(Supplied data):
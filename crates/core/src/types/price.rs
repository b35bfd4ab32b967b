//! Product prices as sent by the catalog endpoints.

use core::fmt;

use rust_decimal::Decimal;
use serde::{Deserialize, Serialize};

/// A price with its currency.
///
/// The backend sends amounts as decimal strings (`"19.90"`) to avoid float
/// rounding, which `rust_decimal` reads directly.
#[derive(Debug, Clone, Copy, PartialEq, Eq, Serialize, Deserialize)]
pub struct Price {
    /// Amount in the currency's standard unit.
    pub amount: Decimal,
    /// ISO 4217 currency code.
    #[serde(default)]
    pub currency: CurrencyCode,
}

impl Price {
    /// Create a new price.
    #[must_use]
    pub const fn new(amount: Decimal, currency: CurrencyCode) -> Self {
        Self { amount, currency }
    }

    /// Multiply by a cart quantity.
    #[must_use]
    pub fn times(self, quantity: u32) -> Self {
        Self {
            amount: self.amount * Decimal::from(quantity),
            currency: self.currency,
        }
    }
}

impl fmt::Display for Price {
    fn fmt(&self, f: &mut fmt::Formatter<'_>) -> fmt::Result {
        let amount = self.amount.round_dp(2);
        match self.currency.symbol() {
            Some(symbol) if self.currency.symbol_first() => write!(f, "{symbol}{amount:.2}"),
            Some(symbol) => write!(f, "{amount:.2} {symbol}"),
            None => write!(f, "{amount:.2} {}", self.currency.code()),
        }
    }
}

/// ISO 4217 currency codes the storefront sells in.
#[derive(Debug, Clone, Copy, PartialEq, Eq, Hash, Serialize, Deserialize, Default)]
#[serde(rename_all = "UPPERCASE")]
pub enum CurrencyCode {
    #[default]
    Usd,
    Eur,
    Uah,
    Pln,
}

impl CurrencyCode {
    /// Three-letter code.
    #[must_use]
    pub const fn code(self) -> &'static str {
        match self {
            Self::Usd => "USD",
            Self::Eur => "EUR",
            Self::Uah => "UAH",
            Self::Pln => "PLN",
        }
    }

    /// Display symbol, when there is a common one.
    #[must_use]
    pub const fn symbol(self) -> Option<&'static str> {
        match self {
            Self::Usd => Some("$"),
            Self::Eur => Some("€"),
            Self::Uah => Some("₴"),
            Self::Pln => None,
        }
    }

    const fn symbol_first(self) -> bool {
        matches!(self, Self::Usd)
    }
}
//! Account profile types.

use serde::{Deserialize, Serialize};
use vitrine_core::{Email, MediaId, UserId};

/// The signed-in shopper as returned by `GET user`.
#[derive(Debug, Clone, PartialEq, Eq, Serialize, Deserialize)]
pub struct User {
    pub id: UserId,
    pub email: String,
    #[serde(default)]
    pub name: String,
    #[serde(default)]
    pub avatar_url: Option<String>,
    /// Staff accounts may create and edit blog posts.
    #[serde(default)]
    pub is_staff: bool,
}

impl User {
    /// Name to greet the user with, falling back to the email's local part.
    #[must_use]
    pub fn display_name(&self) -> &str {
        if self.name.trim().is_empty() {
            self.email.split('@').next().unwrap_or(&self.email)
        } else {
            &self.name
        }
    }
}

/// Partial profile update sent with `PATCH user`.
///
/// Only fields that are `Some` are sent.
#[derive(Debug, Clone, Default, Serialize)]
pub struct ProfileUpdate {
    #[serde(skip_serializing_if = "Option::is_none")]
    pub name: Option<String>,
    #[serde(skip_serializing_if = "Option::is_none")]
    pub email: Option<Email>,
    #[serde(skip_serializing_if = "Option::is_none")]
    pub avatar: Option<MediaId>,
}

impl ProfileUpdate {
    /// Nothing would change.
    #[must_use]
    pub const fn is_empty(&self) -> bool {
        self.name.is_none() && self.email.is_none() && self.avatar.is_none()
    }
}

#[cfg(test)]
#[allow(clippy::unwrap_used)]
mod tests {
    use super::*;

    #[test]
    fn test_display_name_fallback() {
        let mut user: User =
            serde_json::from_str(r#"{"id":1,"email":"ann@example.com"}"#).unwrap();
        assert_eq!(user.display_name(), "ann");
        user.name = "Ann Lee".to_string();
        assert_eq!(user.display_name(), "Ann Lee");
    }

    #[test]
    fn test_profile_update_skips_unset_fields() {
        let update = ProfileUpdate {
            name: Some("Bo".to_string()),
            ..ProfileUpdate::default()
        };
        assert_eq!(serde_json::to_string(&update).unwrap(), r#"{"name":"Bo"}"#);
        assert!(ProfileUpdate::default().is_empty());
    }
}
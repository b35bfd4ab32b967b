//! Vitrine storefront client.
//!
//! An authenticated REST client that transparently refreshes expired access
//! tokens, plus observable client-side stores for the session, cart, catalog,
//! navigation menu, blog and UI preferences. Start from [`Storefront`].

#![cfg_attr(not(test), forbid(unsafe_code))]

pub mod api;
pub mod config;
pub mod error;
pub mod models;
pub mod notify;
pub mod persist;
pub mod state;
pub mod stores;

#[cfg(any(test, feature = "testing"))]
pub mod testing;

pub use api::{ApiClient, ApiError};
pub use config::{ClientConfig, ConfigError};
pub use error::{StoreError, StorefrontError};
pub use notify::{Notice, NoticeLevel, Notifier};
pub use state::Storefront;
...
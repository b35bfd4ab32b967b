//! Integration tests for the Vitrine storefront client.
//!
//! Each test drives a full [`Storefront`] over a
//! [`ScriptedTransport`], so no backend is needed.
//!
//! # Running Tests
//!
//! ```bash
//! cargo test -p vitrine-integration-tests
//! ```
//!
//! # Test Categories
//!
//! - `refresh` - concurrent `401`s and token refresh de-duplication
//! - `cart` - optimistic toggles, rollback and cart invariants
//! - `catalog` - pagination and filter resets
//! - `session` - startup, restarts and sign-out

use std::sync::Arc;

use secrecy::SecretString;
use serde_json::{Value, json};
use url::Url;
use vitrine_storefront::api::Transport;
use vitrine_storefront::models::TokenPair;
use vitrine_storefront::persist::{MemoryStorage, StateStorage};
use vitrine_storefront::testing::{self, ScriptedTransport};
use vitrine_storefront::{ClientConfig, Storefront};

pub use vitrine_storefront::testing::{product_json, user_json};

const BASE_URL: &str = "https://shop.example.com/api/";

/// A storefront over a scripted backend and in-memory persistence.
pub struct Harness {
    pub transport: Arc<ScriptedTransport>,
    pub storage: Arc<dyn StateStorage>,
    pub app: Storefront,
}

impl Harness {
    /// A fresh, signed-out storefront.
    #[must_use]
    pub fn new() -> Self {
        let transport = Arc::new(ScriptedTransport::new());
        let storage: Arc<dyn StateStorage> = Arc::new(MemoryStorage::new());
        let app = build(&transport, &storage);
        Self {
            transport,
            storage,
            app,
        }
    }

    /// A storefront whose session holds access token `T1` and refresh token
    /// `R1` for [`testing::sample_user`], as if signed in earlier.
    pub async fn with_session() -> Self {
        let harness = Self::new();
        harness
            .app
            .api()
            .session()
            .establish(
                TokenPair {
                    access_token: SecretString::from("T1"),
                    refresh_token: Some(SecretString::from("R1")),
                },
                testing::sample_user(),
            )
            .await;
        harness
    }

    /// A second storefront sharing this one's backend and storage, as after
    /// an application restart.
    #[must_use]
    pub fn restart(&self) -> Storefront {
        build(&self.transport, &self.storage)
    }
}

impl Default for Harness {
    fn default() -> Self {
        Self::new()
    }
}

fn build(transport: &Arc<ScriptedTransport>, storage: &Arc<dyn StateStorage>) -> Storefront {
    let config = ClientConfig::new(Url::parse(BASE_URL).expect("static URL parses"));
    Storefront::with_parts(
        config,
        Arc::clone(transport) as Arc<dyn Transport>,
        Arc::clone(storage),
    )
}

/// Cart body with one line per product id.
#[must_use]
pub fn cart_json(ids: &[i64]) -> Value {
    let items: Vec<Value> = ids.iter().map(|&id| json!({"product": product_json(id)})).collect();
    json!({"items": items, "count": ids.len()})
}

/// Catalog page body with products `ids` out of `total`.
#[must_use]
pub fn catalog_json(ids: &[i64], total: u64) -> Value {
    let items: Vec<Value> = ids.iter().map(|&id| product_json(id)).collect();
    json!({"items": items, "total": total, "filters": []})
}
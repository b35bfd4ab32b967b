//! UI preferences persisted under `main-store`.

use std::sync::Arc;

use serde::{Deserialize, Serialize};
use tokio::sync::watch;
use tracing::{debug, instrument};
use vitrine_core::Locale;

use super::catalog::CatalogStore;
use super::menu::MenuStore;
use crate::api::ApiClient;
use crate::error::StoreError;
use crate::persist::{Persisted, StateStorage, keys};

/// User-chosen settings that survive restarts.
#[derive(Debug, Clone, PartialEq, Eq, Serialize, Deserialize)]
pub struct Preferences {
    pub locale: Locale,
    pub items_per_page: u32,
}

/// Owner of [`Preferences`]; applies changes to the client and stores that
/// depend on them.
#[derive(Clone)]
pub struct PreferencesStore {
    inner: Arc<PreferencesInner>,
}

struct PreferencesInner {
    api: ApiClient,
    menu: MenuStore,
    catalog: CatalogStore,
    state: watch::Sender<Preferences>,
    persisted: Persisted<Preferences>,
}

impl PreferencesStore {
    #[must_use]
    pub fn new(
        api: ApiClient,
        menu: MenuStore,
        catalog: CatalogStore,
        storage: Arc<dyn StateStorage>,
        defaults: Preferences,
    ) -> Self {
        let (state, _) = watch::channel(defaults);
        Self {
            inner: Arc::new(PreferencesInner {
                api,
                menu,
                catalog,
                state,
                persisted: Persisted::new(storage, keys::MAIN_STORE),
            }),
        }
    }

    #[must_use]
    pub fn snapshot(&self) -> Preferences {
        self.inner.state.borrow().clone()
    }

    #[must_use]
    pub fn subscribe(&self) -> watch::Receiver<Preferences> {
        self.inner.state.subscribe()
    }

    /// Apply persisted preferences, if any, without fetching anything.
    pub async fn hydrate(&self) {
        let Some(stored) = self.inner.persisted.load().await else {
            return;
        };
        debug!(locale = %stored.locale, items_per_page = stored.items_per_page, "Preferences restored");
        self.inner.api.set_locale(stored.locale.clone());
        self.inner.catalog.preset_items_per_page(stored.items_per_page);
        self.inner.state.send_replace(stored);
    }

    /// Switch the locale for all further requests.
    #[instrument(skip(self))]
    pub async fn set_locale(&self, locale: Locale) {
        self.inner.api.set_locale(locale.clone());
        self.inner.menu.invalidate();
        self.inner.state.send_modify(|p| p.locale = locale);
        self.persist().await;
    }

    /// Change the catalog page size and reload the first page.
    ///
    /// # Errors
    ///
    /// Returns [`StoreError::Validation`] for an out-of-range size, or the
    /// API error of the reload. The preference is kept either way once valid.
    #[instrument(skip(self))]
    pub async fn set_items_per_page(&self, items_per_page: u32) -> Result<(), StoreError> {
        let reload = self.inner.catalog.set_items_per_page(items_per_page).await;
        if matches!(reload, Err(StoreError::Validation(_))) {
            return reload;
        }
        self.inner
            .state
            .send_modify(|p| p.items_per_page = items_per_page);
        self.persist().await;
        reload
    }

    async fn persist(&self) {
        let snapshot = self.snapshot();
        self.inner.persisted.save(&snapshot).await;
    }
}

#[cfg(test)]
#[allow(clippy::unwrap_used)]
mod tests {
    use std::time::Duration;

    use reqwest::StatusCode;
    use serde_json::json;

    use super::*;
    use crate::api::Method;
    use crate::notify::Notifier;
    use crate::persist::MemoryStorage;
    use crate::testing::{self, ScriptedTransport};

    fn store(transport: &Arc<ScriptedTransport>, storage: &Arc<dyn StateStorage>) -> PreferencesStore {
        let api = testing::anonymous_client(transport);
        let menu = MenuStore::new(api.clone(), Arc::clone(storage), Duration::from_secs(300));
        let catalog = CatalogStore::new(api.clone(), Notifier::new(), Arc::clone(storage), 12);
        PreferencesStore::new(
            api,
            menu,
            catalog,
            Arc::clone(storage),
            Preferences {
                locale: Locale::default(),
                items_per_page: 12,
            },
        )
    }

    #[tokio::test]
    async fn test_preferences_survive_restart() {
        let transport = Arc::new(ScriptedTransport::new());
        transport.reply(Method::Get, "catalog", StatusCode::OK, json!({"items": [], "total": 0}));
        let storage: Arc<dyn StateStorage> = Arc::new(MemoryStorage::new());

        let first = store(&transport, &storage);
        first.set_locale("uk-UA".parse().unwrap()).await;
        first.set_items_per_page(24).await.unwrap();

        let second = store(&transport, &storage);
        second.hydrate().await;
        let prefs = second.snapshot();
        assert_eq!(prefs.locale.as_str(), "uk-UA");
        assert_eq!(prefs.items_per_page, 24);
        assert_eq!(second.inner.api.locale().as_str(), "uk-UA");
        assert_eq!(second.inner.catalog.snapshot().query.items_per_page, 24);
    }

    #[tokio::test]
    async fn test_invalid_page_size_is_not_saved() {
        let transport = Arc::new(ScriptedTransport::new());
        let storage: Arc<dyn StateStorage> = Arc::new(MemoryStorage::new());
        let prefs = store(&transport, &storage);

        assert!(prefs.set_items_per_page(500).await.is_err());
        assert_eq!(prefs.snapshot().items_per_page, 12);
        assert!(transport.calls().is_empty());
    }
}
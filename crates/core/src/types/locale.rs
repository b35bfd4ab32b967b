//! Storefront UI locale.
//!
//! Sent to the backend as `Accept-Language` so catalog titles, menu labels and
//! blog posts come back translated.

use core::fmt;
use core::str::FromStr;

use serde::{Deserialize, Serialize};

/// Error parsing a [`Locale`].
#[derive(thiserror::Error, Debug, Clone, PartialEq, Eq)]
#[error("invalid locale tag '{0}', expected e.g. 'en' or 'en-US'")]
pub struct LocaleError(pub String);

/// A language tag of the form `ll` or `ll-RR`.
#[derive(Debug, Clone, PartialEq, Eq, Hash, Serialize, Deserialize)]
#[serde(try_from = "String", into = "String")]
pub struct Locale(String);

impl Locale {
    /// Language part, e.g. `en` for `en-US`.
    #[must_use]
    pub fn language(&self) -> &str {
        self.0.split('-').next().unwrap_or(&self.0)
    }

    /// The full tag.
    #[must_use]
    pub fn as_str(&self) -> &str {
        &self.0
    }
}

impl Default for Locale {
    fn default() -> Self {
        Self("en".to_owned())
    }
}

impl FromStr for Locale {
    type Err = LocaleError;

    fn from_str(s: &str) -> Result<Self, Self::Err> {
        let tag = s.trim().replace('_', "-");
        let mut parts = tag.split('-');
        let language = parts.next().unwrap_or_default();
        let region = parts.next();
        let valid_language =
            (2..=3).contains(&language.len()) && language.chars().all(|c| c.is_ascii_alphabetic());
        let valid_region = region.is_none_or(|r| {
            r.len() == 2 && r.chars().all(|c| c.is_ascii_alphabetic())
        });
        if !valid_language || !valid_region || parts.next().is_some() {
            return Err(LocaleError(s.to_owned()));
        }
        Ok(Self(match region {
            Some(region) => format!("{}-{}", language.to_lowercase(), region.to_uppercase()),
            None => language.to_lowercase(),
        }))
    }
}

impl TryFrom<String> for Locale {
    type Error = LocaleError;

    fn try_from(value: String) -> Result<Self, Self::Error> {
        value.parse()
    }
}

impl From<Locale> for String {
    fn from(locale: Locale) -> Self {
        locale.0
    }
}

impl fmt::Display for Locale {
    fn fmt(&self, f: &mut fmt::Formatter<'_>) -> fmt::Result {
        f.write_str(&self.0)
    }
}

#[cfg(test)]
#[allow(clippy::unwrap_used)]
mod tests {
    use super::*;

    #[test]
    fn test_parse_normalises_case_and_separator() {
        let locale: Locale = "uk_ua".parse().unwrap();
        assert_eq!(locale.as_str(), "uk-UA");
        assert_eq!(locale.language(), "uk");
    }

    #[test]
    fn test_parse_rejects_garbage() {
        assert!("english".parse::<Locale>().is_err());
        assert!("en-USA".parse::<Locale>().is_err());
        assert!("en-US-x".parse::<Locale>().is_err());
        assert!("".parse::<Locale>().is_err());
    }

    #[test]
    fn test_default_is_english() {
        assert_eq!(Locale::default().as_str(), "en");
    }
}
* * *
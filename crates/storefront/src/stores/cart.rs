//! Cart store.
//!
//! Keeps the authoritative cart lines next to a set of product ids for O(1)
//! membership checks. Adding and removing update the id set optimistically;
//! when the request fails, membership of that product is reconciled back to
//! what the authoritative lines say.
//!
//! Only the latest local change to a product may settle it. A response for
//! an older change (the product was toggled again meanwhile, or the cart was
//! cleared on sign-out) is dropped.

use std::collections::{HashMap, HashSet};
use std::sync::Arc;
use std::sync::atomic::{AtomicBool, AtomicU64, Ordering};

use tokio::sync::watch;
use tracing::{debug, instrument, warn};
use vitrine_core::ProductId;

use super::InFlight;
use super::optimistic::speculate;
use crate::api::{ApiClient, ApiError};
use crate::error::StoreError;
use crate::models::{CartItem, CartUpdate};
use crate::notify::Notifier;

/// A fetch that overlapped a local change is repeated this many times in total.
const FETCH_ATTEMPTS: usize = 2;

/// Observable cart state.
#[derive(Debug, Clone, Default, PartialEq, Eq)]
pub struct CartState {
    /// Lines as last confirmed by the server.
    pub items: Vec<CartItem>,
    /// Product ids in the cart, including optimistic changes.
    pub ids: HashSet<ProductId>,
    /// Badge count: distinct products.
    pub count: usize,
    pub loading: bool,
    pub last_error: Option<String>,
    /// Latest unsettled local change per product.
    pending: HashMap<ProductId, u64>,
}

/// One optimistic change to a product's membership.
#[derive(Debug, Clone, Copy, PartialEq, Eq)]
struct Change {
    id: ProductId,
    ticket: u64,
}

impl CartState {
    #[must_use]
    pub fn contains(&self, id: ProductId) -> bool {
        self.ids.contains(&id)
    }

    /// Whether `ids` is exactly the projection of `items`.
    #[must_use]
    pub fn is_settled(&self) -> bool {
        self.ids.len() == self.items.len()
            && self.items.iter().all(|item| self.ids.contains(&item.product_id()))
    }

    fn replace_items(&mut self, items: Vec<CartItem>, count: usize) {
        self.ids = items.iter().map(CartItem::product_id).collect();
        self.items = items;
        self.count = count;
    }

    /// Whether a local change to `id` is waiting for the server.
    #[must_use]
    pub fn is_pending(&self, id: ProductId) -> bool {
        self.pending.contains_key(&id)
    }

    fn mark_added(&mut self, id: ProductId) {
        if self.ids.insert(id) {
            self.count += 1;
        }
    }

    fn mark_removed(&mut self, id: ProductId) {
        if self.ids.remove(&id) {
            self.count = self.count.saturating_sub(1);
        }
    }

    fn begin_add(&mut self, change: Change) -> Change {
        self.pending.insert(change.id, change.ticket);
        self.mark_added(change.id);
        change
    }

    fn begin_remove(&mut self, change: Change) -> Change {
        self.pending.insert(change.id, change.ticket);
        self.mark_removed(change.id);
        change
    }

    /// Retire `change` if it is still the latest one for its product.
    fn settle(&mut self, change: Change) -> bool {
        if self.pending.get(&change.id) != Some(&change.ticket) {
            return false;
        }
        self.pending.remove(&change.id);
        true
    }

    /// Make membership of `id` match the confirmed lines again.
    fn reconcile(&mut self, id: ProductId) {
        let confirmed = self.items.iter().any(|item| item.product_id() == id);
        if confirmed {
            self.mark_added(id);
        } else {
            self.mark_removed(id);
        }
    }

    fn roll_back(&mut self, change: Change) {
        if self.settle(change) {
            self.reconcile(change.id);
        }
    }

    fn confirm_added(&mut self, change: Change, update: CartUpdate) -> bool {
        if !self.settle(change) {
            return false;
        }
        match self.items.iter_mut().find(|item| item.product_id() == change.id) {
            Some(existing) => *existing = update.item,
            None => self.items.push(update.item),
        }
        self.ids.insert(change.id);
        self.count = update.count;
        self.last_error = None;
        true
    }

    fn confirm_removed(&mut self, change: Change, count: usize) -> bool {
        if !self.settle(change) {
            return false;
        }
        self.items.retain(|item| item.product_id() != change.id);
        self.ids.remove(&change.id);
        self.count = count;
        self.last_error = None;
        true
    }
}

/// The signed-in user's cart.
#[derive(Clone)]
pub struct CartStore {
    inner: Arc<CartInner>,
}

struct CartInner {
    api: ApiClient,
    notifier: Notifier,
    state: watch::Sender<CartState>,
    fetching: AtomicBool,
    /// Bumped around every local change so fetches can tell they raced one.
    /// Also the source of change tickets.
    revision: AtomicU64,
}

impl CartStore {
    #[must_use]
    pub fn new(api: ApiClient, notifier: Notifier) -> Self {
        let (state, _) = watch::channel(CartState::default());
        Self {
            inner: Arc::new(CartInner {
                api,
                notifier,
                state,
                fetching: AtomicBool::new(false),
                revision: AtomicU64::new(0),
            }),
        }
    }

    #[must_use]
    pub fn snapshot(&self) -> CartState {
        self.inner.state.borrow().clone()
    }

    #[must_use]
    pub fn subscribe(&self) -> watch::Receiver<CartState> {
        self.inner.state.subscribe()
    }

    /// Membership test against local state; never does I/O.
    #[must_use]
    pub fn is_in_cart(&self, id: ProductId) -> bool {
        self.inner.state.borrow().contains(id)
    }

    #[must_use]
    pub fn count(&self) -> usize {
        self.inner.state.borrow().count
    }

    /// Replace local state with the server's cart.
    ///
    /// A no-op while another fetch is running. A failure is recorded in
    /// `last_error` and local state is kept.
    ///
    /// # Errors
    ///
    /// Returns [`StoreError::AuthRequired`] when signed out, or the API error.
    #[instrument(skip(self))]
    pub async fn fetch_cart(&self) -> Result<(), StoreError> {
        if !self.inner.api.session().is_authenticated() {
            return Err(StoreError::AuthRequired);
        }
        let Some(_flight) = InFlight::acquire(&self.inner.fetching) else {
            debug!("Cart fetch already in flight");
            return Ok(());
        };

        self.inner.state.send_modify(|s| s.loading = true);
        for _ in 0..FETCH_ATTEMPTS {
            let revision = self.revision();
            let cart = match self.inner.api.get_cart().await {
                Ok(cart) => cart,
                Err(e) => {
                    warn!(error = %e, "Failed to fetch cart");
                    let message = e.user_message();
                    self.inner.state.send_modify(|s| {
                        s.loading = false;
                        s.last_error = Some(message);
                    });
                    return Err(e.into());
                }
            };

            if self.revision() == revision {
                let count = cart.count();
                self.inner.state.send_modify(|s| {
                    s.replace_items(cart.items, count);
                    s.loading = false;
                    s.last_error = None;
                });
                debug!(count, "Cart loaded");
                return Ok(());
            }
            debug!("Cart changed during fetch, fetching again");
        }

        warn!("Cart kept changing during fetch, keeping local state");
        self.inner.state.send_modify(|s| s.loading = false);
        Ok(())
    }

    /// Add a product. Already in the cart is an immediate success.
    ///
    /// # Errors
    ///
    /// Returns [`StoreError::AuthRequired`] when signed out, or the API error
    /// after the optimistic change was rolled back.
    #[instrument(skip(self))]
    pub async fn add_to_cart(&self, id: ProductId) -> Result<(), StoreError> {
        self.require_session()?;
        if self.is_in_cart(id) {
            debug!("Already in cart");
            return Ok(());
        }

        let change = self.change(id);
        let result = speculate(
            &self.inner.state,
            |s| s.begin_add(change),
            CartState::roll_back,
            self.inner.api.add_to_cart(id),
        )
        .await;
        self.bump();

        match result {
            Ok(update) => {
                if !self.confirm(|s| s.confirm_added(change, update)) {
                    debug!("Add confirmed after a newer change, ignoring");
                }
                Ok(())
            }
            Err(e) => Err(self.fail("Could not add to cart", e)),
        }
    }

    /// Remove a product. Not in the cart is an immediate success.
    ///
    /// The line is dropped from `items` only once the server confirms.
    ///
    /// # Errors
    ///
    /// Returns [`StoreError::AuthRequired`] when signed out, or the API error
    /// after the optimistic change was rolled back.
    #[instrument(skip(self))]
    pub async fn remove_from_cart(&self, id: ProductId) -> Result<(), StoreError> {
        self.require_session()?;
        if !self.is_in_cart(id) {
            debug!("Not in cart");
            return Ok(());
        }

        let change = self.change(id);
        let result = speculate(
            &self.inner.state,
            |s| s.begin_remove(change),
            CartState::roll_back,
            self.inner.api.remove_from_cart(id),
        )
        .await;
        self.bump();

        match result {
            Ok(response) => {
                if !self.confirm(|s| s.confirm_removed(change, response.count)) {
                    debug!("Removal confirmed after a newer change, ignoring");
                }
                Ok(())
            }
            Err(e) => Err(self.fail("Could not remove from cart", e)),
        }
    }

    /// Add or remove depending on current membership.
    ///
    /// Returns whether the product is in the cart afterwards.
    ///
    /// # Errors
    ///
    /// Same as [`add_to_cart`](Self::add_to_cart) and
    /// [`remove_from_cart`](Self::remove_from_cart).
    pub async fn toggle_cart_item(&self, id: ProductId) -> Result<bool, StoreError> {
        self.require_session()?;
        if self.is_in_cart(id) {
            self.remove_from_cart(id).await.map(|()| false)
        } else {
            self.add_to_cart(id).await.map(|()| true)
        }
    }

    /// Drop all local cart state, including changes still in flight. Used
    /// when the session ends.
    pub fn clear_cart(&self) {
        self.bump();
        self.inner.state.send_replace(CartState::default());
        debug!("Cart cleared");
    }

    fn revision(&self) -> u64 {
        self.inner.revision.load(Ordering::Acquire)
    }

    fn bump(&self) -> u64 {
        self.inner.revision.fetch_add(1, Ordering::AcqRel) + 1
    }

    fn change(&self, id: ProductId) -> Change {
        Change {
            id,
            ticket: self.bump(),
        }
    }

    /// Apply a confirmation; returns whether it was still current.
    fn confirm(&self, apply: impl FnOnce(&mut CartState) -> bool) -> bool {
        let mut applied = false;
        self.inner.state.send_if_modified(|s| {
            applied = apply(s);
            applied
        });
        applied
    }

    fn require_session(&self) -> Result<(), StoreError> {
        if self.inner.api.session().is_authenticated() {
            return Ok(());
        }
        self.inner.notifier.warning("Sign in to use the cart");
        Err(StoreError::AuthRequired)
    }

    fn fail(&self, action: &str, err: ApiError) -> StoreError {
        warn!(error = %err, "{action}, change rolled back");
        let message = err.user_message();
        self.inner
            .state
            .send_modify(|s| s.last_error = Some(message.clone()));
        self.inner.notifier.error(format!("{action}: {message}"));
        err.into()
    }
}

(Exercise objective):
What is needed is one number, the count of lines in the listing above that contain the word "Duration".

(Answer to the exercise):
2